Ce manque d’intérêt pour les questions de genre explique l’absence d’Okin dans mon livre. Son problème est celui de la division injuste du travail dans la famille, donc les rapports de genre dans la famille, et elle plaide pour « un partage égal des responsabilités familiales entre les sexes particulièrement concernant le soin des enfants ».[4] Son ouvrage, qui mérite sans aucun doute toute l’attention qu’il a suscitée, discute de problèmes qui sont à mon avis secondaires dans les théories du care. Que les critiques qu’elle adresse, comme tant d’autres, à Rawls soient valables ou non, il n’y avait pas de raison de les mentionner dans un ouvrage consacré au care et non aux rapports de genres ni à la théorie de la justice.

Les raisons justifiant l’absence de l’ouvrage de Kittay sont différentes et plus complexes. Même si mes critiques affirment, sans plus, qu’elles comptent parmi les plus fécondes dans l’univers féministe (s’agissant de critiques féministes, jouiraient-elles d’un statut spécifique?), j’ai du mal à voir en quoi ses critiques à Rawls pouvaient apporter quelque chose de plus et de différent de celles que j’ai citées et discutées. De plus, sa confrontation avec la théorie de Rawls est opérée d’un point de vue très spécifique qui consiste à conduire une étude sociologique et politique sur la situation des dependency workers.
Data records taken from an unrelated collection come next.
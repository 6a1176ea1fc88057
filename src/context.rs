//! Application-level entry point tying a middleware to its history.

use crate::config::HistoryConfig;
use crate::error::Result;
use crate::event::MessageEvent;
use crate::history::History;
use crate::message::{DynMessage, Message};
use crate::middleware::{Callback, Middleware};
use crate::subscriber::Subscriber;
use std::fmt;
use std::sync::Arc;
use tracing::warn;

/// Owns the one [`History`] an application shares between its Subscribers.
///
/// Create it once at startup and hand clones around; clones share the
/// history.
#[derive(Clone)]
pub struct Context {
    history: Arc<History>,
}

impl Context {
    pub fn new(middleware: Arc<dyn Middleware>) -> Self {
        Self::with_config(middleware, HistoryConfig::default())
    }

    pub fn with_config(middleware: Arc<dyn Middleware>, config: HistoryConfig) -> Self {
        Self {
            history: History::with_config(middleware, config),
        }
    }

    pub fn history(&self) -> &Arc<History> {
        &self.history
    }

    pub fn middleware(&self) -> &Arc<dyn Middleware> {
        self.history.middleware()
    }

    /// Subscribe `callback` to `topic` and track the topic's history.
    pub fn subscribe<F>(&self, topic: &str, queue_size: usize, callback: F) -> Result<Subscriber>
    where
        F: Fn(&Arc<DynMessage>) + Send + Sync + 'static,
    {
        let subscription = self
            .middleware()
            .subscribe(topic, queue_size, Arc::new(callback))?;
        Subscriber::new(subscription, &self.history)
    }

    /// Like [`subscribe`](Self::subscribe), decoding each message as `M`.
    ///
    /// Messages that are not an `M` are logged and skipped.
    pub fn subscribe_typed<M, F>(
        &self,
        topic: &str,
        queue_size: usize,
        callback: F,
    ) -> Result<Subscriber>
    where
        M: Message + 'static,
        F: Fn(M) + Send + Sync + 'static,
    {
        let name = topic.to_string();
        let decode: Callback = Arc::new(move |msg: &Arc<DynMessage>| match msg.instantiate::<M>() {
            Ok(decoded) => callback(decoded),
            Err(e) => {
                warn!(topic = %name, error = %e, "skipping undecodable message");
            }
        });

        let subscription = self.middleware().subscribe(topic, queue_size, decode)?;
        Subscriber::new(subscription, &self.history)
    }

    /// Latest event on `topic`, whether or not anything here subscribed to it.
    pub fn last_receive(&self, topic: &str) -> MessageEvent {
        self.history.last_receive(topic)
    }
}

impl fmt::Debug for Context {
    fn fmt(&self, f: &mut fmt::Formatter<'_>) -> fmt::Result {
        f.debug_struct("Context")
            .field("history", &self.history)
            .finish()
    }
}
À l’intérieur de cette catégorie, Kittay pointe les difficultés rencontrées par les dependency workers qui s’occupent d’une catégorie spécifique de personnes, en l’occurrence d’individus lourdement handicapés comme sa fille Sesha. Je dirais donc que, chez Kittay, il n’y a pas une éthique du care de valeur universelle, mais la volonté de présenter les difficultés et les injustices qui touchent une part importante de la population, en sa plus grande partie constituée de femmes : les travailleurs de la dépendance. Tout son travail me semble par ailleurs une tentative de montrer que, ne considérant pas les nécessités de cette catégorie de personnes, la théorie de la justice arrive à des résultats insatisfaisants, ce qui l’amène à plaider pour une meilleure justice sociale et à proposer d’intégrer les deux principes de justice en un troisième qui dit : « to each according to his or her need for care, from each according to his or her capacity for care ; and such support from social institutions  as to make available resources and opportunities to those providing care, so that all will be adequately attendend in relations that are sustaining ».[5]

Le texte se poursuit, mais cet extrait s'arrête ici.